One of my goals this year is to buy less books (isn’t it every year?) and I’m going to achieve this goal by reading what’s already on the Haunted Kindle and utilizing the library. I’ve missed the library so much. This week’s reads include two from the library, woohoo goals!

Dear Thief by Samantha Harvey is a dense book. I’m not quite sure why, but it took me 5 days to read its 272 pages where it took me a day to read all 455 pages of The Silkworm.  The book is in the form of a long letter from a woman to a friend she has known since childhood, a friend who has betrayed her. As the letter continues, the words flow in a stream of consciousness way until the full truth of all of the relationships are revealed. It’s a very “slice of life” book; not a lot happens that anyone would deem world changing, but the whole world is in the details of these people’s lives. It’s a very interesting, poetic read.

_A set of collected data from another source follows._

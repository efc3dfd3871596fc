mod config;
mod error;
mod gemini;
mod models;
mod prompt;
mod relay;
mod routes;
mod studio;

use anyhow::Context;
use clap::Parser;
use routes::{router, AppState};
use std::{net::SocketAddr, sync::Arc};
use tracing_subscriber::{fmt, EnvFilter};

use crate::{
    config::Config,
    gemini::{GeminiClient, ImageModel, PlaceholderModel},
};

#[derive(Debug, clap::Parser)]
#[command(author, version, about = "Turn product photos into e-commerce model photographs")]
pub struct App {
    #[command(subcommand)]
    pub command: Option<SubCommands>,
}

#[derive(Debug, clap::Subcommand)]
pub enum SubCommands {
    /// Run the upload server (default)
    Serve {
        /// Overrides the PORT environment variable
        #[clap(long)]
        port: Option<u16>,
    },
    /// Upload photos to a running server and download the generated image
    Generate(studio::GenerateArgs),
}

async fn serve(mut config: Config, port: Option<u16>) -> anyhow::Result<()> {
    if let Some(port) = port {
        config.port = port;
    }

    let model: Arc<dyn ImageModel> = match config.api_key.clone() {
        Some(api_key) => {
            tracing::info!("Using Gemini model '{}' at {}", config.model, config.api_base);
            Arc::new(GeminiClient::new(api_key, &config)?)
        }
        None => {
            tracing::warn!("GEMINI_API_KEY not set, running in demo mode with placeholder images");
            Arc::new(PlaceholderModel)
        }
    };
    let state = AppState { model, max_file_bytes: config.max_file_bytes };
    let app = router(state, config.max_body_bytes);

    let addr = SocketAddr::from(([0, 0, 0, 0], config.port));
    let listener = tokio::net::TcpListener::bind(addr)
        .await
        .with_context(|| format!("binding {addr}"))?;
    tracing::info!(%addr, "Starting server");
    axum::serve(listener, app)
        .with_graceful_shutdown(async {
            tokio::signal::ctrl_c().await.ok();
            tracing::info!("Shutting down");
        })
        .await?;
    Ok(())
}

#[tokio::main]
async fn main() -> anyhow::Result<()> {
    // Load environment variables from .env file
    dotenv::dotenv().ok();

    // Init tracing
    let filter = EnvFilter::try_from_default_env().unwrap_or_else(|_| EnvFilter::new("info"));
    fmt().with_env_filter(filter).init();

    let app = App::parse();
    match app.command.unwrap_or(SubCommands::Serve { port: None }) {
        SubCommands::Serve { port } => serve(Config::from_env(), port).await,
        SubCommands::Generate(args) => studio::run(args).await,
    }
}
use axum::{
    extract::{multipart::{Field, MultipartError, MultipartRejection}, DefaultBodyLimit, Multipart, State},
    http::{header, StatusCode},
    response::IntoResponse,
    routing::{get, post},
    Json, Router,
};
use serde_json::json;
use std::sync::Arc;
use tower_http::{cors::{Any, CorsLayer}, trace::TraceLayer};
use tracing::{info, info_span, Instrument};
use uuid::Uuid;

use crate::{
    error::AppError,
    gemini::ImageModel,
    models::{AspectRatio, FileRole, UploadResponse, UploadedFile},
    prompt::build_generation_request,
    relay::relay,
};

#[derive(Clone)]
pub struct AppState {
    pub model: Arc<dyn ImageModel>,
    pub max_file_bytes: usize,
}

pub fn router(state: AppState, max_body_bytes: usize) -> Router {
    Router::new()
        .route("/api/upload", post(upload).fallback(method_not_allowed))
        .route("/health", get(|| async { "ok" }))
        .layer(DefaultBodyLimit::max(max_body_bytes))
        .layer(TraceLayer::new_for_http())
        .layer(
            CorsLayer::new()
                .allow_origin(Any)
                .allow_methods(Any)
                .allow_headers(Any)
        )
        .with_state(state)
}

pub async fn method_not_allowed() -> impl IntoResponse {
    (
        StatusCode::METHOD_NOT_ALLOWED,
        [(header::ALLOW, "POST")],
        Json(json!({ "message": "Method not allowed" })),
    )
}

/// Fields of the upload form, before validation.
#[derive(Debug, Default)]
struct UploadForm {
    product: Option<UploadedFile>,
    pose: Option<UploadedFile>,
    user_prompt: String,
    aspect_ratio: String,
}

fn map_multipart_error(e: MultipartError) -> AppError {
    if e.status() == StatusCode::PAYLOAD_TOO_LARGE {
        AppError::BodyTooLarge
    } else {
        AppError::Parse(e.body_text())
    }
}

async fn read_file(field: Field<'_>, role: FileRole, max_bytes: usize) -> Result<Option<UploadedFile>, AppError> {
    let file_name = field.file_name().unwrap_or_default().to_string();
    let declared = field.content_type().map(str::to_string);
    let bytes = field.bytes().await.map_err(map_multipart_error)?;

    // Browsers send an empty part when the input has no file selected.
    if bytes.is_empty() && file_name.is_empty() {
        return Ok(None);
    }
    if bytes.len() > max_bytes {
        return Err(AppError::FileTooLarge { role, limit: max_bytes });
    }

    let mime_type = declared
        .filter(|m| m != "application/octet-stream")
        .or_else(|| mime_guess::from_path(&file_name).first().map(|m| m.essence_str().to_string()))
        .unwrap_or_else(|| "application/octet-stream".to_string());

    let file = UploadedFile::new(file_name, mime_type, bytes);
    if !file.is_accepted_image() {
        return Err(AppError::UnsupportedMediaType { role, mime_type: file.mime_type });
    }
    info!("📎 Received {} file '{}' ({} bytes, {})", role, file.file_name, file.bytes.len(), file.mime_type);
    Ok(Some(file))
}

async fn read_form(mut multipart: Multipart, max_file_bytes: usize) -> Result<UploadForm, AppError> {
    let mut form = UploadForm::default();
    while let Some(field) = multipart.next_field().await.map_err(map_multipart_error)? {
        let name = field.name().unwrap_or_default().to_string();
        match name.as_str() {
            "productFile" => form.product = read_file(field, FileRole::Product, max_file_bytes).await?,
            "poseFile" => form.pose = read_file(field, FileRole::Pose, max_file_bytes).await?,
            "userPrompt" => form.user_prompt = field.text().await.map_err(map_multipart_error)?,
            "selectedAspectRatio" => form.aspect_ratio = field.text().await.map_err(map_multipart_error)?,
            other => tracing::debug!("Ignoring unknown form field '{}'", other),
        }
    }
    Ok(form)
}

pub async fn upload(
    State(state): State<AppState>,
    multipart: Result<Multipart, MultipartRejection>,
) -> Result<Json<UploadResponse>, AppError> {
    let request_id = Uuid::new_v4();
    async move {
        let multipart = multipart.map_err(|e| AppError::Parse(e.body_text()))?;
        let form = read_form(multipart, state.max_file_bytes).await?;

        let product = form.product.ok_or(AppError::MissingProduct)?;
        let aspect_ratio: AspectRatio = form.aspect_ratio.parse()?;
        info!(
            "🚀 Generating with model '{}' (pose: {}, aspect ratio: {})",
            state.model.name(),
            form.pose.is_some(),
            aspect_ratio
        );

        let request = build_generation_request(product, form.pose, &form.user_prompt, aspect_ratio);
        let parts = state.model.generate(&request).await?;
        let result = relay(parts)?;

        info!("✅ Generated {} image ({} bytes, text: {})", result.image.mime_type, result.image.bytes.len(), result.text.is_some());
        Ok::<_, AppError>(Json(result.into_response()))
    }
    .instrument(info_span!("upload", %request_id))
    .await
}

  We are all looking for miracles and small mercies. I mean this. Who are we to decide on another’s behalf what is miraculous, what is merciful?

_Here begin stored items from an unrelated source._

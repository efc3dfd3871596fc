use image::{DynamicImage, ImageFormat, Rgb, RgbImage};
use std::{io::Cursor, path::{Path, PathBuf}};
use thiserror::Error;

use crate::models::DataUri;

pub const FILE_STEM: &str = "generated-model";

#[derive(Debug, Clone, Copy, PartialEq, Eq, clap::ValueEnum)]
pub enum ExportFormat {
    Png,
    Jpeg,
}

impl ExportFormat {
    pub fn extension(self) -> &'static str {
        match self {
            ExportFormat::Png => "png",
            ExportFormat::Jpeg => "jpeg",
        }
    }

    pub fn mime_type(self) -> &'static str {
        match self {
            ExportFormat::Png => "image/png",
            ExportFormat::Jpeg => "image/jpeg",
        }
    }

    pub fn file_name(self) -> String {
        format!("{FILE_STEM}.{}", self.extension())
    }
}

#[derive(Debug, Error)]
pub enum DownloadError {
    #[error("could not load the generated image: {0}")]
    Decode(#[from] image::ImageError),
    #[error("could not write {path}: {source}")]
    Write { path: String, source: std::io::Error },
}

#[derive(Debug, Clone)]
pub struct Export {
    pub file_name: String,
    pub mime_type: &'static str,
    pub bytes: Vec<u8>,
}

/// Paint RGBA pixels over an opaque white canvas of the same size.
pub fn flatten_on_white(image: &DynamicImage) -> RgbImage {
    let rgba = image.to_rgba8();
    let mut canvas = RgbImage::from_pixel(rgba.width(), rgba.height(), Rgb([255, 255, 255]));
    for (x, y, pixel) in rgba.enumerate_pixels() {
        let alpha = u32::from(pixel[3]);
        let blend = |c: u8| ((u32::from(c) * alpha + 255 * (255 - alpha) + 127) / 255) as u8;
        canvas.put_pixel(x, y, Rgb([blend(pixel[0]), blend(pixel[1]), blend(pixel[2])]));
    }
    canvas
}

/// Re-encode the displayed image at its natural size in the requested format.
pub fn export(image: &DataUri, format: ExportFormat) -> Result<Export, DownloadError> {
    let decoded = image::load_from_memory(&image.bytes)?;
    let mut bytes = Vec::new();
    match format {
        ExportFormat::Png => {
            DynamicImage::ImageRgba8(decoded.to_rgba8())
                .write_to(&mut Cursor::new(&mut bytes), ImageFormat::Png)?;
        }
        ExportFormat::Jpeg => {
            // JPEG has no alpha; without the white canvas transparent areas turn black.
            DynamicImage::ImageRgb8(flatten_on_white(&decoded))
                .write_to(&mut Cursor::new(&mut bytes), ImageFormat::Jpeg)?;
        }
    }
    tracing::info!("💾 Exported {}x{} image as {}", decoded.width(), decoded.height(), format.file_name());
    Ok(Export { file_name: format.file_name(), mime_type: format.mime_type(), bytes })
}

pub async fn save(export: &Export, dir: &Path) -> Result<PathBuf, DownloadError> {
    let path = dir.join(&export.file_name);
    tokio::fs::write(&path, &export.bytes)
        .await
        .map_err(|source| DownloadError::Write { path: path.display().to_string(), source })?;
    Ok(path)
}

All life is a joke and falling for it is the best we can do. Better than refusing to laugh along, which I sometimes think is the route to madness.

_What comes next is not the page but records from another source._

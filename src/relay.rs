use crate::models::{GenerationResult, InlineImage, Part};
use thiserror::Error;
use tracing::{info, warn};

pub const NO_IMAGE_MESSAGE: &str =
    "The model did not return an image. Try adjusting your prompt or using different images.";

#[derive(Debug, Error, PartialEq, Eq)]
pub enum RelayError {
    /// The model answered, but without an image. Any text it sent is kept for logging.
    #[error("no image in model response")]
    NoImage { text: Option<String> },
}

/// Pick the first image part and the first text part out of a model response.
/// Order within the response does not matter; a response without an image is a failure
/// even when it carries text.
pub fn relay(parts: Vec<Part>) -> Result<GenerationResult, RelayError> {
    let mut image: Option<InlineImage> = None;
    let mut text: Option<String> = None;

    for part in parts {
        match part {
            Part::Image(inline) if image.is_none() => {
                info!("🎯 Found image data with mime type: {}", inline.mime_type);
                image = Some(inline);
            }
            Part::Text { text: t } if text.is_none() && !t.is_empty() => {
                text = Some(t);
            }
            _ => {}
        }
    }

    match image {
        Some(image) => Ok(GenerationResult { image, text }),
        None => {
            warn!("⚠️ No inline image data found in response (text present: {})", text.is_some());
            Err(RelayError::NoImage { text })
        }
    }
}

Time is a drug that wears off.


The Silkworm (Cormoran Strike Book 2) by Robert Galbraith (aka J.K. Rowling) is a solid followup to The Cuckoo’s Calling. It doesn’t quite have the same glitter- I didn’t enjoy the cast of characters as much- but it’s a twisty, enjoyable mystery. Strike is hired to track down a writer and bring him home by the writer’s wife, when he can’t do that, it turns into a missing person’s case. And when a manuscript by the missing man is leaked and it contains thinly veiled caricatures of almost everyone he knows, it’s not long before it turns into a murder case. As with Cuckoo’s Calling, the clues are all there, there’s no cheating, and there are plenty of plausible suspects and red herrings. The background stories of Strike and his ex-wife, and Robin and Matthew move along nicely.


The Daughters: A Novel by Adrienne Cole was an impulse library pick up. I rarely go to the library with particular books in mind (I did with The Silkworm), I usually just let books yell at me from the shelves, and this one did. It’s the story of Lulu, an opera singer who has just had a baby. She comes from a line of women who believe that, due to an ancestor’s “deal with the devil”, when they give birth to a daughter something they love will be taken from them. Lulu fears that her daughter’s birth will cost her her voice, as her own birth cost her mother her singing career. It’s a beautiful look at what motherhood costs, the sacrifices made, and the hopes we hold for future generations. It’s also a meditation on the role of stories in the formation of our identities, and how the past influences us. I really, really liked this one.

I could tell Kara a story. She has a lot to learn about me, about the past. Where she comes from, where she’s going. And anyway, isn’t that the function of stories? To teach our brains to dream? It would be daunting to fall asleep into the noise of complete darkness, infinite probability. Wihtout the guide of a little narrative, a little magic, how would we know where to go when we closed our eyes?